A ciência revela que a velocidade com que uma pessoa caminha vai muito além de um simples hábito: ela pode ser um espelho do funcionamento interno do corpo e da mente. Segundo pesquisas recentes, andar em ritmo acelerado está associado a um cérebro mais saudável e a um processo de envelhecimento mais lento.
O que dizem os estudos
Diversas investigações científicas apontam que a velocidade da caminhada é um indicador precoce de saúde cerebral e expectativa de vida. Um estudo longitudinal acompanhou participantes desde a infância até a idade adulta e descobriu que aqueles que caminhavam mais rápido na juventude apresentavam menor declínio cognitivo décadas depois. A explicação pode estar na conexão entre o sistema motor e as funções cerebrais: caminhar exige coordenação, equilíbrio e processamento neuronal, refletindo o estado geral do sistema nervoso.

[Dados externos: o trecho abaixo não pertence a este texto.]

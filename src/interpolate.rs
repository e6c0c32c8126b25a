use glam::Vec3;

#[cfg(feature = "serde")]
use serde::{ Deserialize, Serialize };

/// Values closer than this are treated as equal when placing edge vertices.
pub const INTERPOLATION_EPSILON: f32 = 1e-4;

/// How a vertex is placed along a crossed cube edge.
#[cfg_attr(feature = "serde", derive(Serialize, Deserialize))]
#[derive(Clone, Copy, Debug, Default, PartialEq, Eq, Hash)]
pub enum Interpolation {
    /// Edge midpoint, regardless of the sampled values.
    #[default]
    HalfPoint,
    /// Linear crossing point of the threshold.
    Linear,
    /// Linear crossing parameter eased with `t²(3 - 2t)`.
    Smoothstep,
}

/// Position of the surface vertex on the edge `a -> b`.
///
/// `value_a` and `value_b` are the field samples at either end. For
/// `Linear` and `Smoothstep`, an endpoint whose value sits on the threshold
/// is returned as is, and an edge with (nearly) equal values collapses to `a`.
pub fn edge_vertex(a: Vec3, b: Vec3, value_a: f32, value_b: f32, threshold: f32, method: Interpolation) -> Vec3 {
    match method {
        Interpolation::HalfPoint => half_point(a, b),
        Interpolation::Linear => crossing_parameter(value_a, value_b, threshold)
            .map_or_else(|end| end.pick(a, b), |t| a.lerp(b, t)),
        Interpolation::Smoothstep => crossing_parameter(value_a, value_b, threshold)
            .map_or_else(|end| end.pick(a, b), |t| a.lerp(b, t * t * (3.0 - 2.0 * t))),
    }
}

#[inline(always)]
fn half_point(a: Vec3, b: Vec3) -> Vec3 {
    a + (b - a) * 0.5
}

#[derive(Clone, Copy, Debug, PartialEq, Eq)]
enum Endpoint {
    A,
    B,
}

impl Endpoint {
    #[inline(always)]
    fn pick(self, a: Vec3, b: Vec3) -> Vec3 {
        match self {
            Endpoint::A => a,
            Endpoint::B => b,
        }
    }
}

/// Crossing parameter `t` in `a + (b - a) * t`, or the endpoint to snap to.
fn crossing_parameter(value_a: f32, value_b: f32, threshold: f32) -> Result<f32, Endpoint> {
    if (threshold - value_a).abs() < INTERPOLATION_EPSILON {
        return Err(Endpoint::A);
    }
    if (threshold - value_b).abs() < INTERPOLATION_EPSILON {
        return Err(Endpoint::B);
    }
    if (value_a - value_b).abs() < INTERPOLATION_EPSILON {
        return Err(Endpoint::A);
    }
    Ok((threshold - value_a) / (value_b - value_a))
}

#[test]
fn half_point_ignores_values() {
    let a = Vec3::ZERO;
    let b = Vec3::new(2.0, 0.0, 0.0);
    assert_eq!(edge_vertex(a, b, 0.0, 1.0, 0.9, Interpolation::HalfPoint), Vec3::new(1.0, 0.0, 0.0));
    assert_eq!(edge_vertex(a, b, 0.5, 0.5, 0.5, Interpolation::HalfPoint), Vec3::new(1.0, 0.0, 0.0));
}

#[test]
fn linear_crossing() {
    let a = Vec3::ZERO;
    let b = Vec3::new(0.0, 4.0, 0.0);
    let v = edge_vertex(a, b, 0.0, 1.0, 0.25, Interpolation::Linear);
    assert!((v - Vec3::new(0.0, 1.0, 0.0)).length() < 1e-6);

    // Orientation of the edge does not matter
    let v = edge_vertex(b, a, 1.0, 0.0, 0.25, Interpolation::Linear);
    assert!((v - Vec3::new(0.0, 1.0, 0.0)).length() < 1e-6);
}

#[test]
fn smoothstep_crossing() {
    let a = Vec3::ZERO;
    let b = Vec3::new(0.0, 0.0, 1.0);
    // t = 0.25 eases to 0.25² * (3 - 0.5) = 0.15625
    let v = edge_vertex(a, b, 0.0, 1.0, 0.25, Interpolation::Smoothstep);
    assert!((v.z - 0.15625).abs() < 1e-6);
    // The midpoint is a fixed point of the easing
    let v = edge_vertex(a, b, 0.0, 1.0, 0.5, Interpolation::Smoothstep);
    assert!((v.z - 0.5).abs() < 1e-6);
}

#[test]
fn endpoint_on_threshold_is_returned_exactly() {
    let a = Vec3::new(1.0, 2.0, 3.0);
    let b = Vec3::new(2.0, 2.0, 3.0);
    for method in [Interpolation::Linear, Interpolation::Smoothstep] {
        assert_eq!(edge_vertex(a, b, 0.5, 0.9, 0.5, method), a);
        assert_eq!(edge_vertex(a, b, 0.50005, 0.9, 0.5, method), a);
        assert_eq!(edge_vertex(a, b, 0.1, 0.5, 0.5, method), b);
        // Both endpoints on the threshold: the first check wins
        assert_eq!(edge_vertex(a, b, 0.5, 0.5, 0.5, method), a);
    }
}

#[test]
fn flat_edge_collapses_to_first_endpoint() {
    let a = Vec3::ZERO;
    let b = Vec3::ONE;
    for method in [Interpolation::Linear, Interpolation::Smoothstep] {
        assert_eq!(edge_vertex(a, b, 0.2, 0.20001, 0.5, method), a);
    }
}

Relação com o envelhecimento
Pesquisadores acreditam que a marcha lenta pode ser um sinal de que o cérebro está envelhecendo mais rapidamente. Estudos de neuroimagem mostram que pessoas com caminhada mais rápida tendem a ter maior volume de massa cinzenta e melhor integridade da substância branca, áreas ligadas à memória e ao raciocínio. Além disso, a velocidade da caminhada é considerada um biomarcador simples e barato, que pode ser incluído em exames de rotina para prever riscos de demência, doenças cardiovasculares e mortalidade precoce.
O que isso significa para sua saúde
Embora a genética influencie, a boa notícia é que a velocidade da caminhada pode ser melhorada com exercícios regulares. Especialistas recomendam que adultos busquem um ritmo de pelo menos 5 km/h – equivalente a dar cerca de 100 passos por minuto – para obter benefícios cardiovasculares e neurológicos. Incorporar caminhadas rápidas na rotina, combinadas com alimentação equilibrada e estimulação cognitiva, pode ser uma estratégia eficaz para desacelerar o envelhecimento do cérebro.
Implicações para a prática clínica
A medição da velocidade da caminhada, conhecida como "teste de marcha", já é usada em geriatria para avaliar fragilidade. Agora, há um movimento para expandir seu uso na atenção primária como um sinal vital adicional. "A velocidade da caminhada é um reflexo da reserva cognitiva e da saúde geral. Se começarmos a monitorá-la desde cedo, podemos intervir antes que o declínio se instale", afirmam pesquisadores da área. Para isso, bastam um cronômetro e um percurso de alguns metros.
Conclusão
A ciência confirma: a forma como você caminha pode dizer muito sobre sua saúde futura. Acelerar o passo não é apenas uma questão de pressa, mas um investimento no cérebro e na longevidade. Como destaca um estudo de 2024 publicado no periódico JAMA Network Open, cada aumento de 0,1 m/s na velocidade da caminhada está associado a uma redução de 12% no risco de mortalidade por todas as causas. Portanto, da próxima vez que sair para uma caminhada, lembre-se: cada passo rápido conta.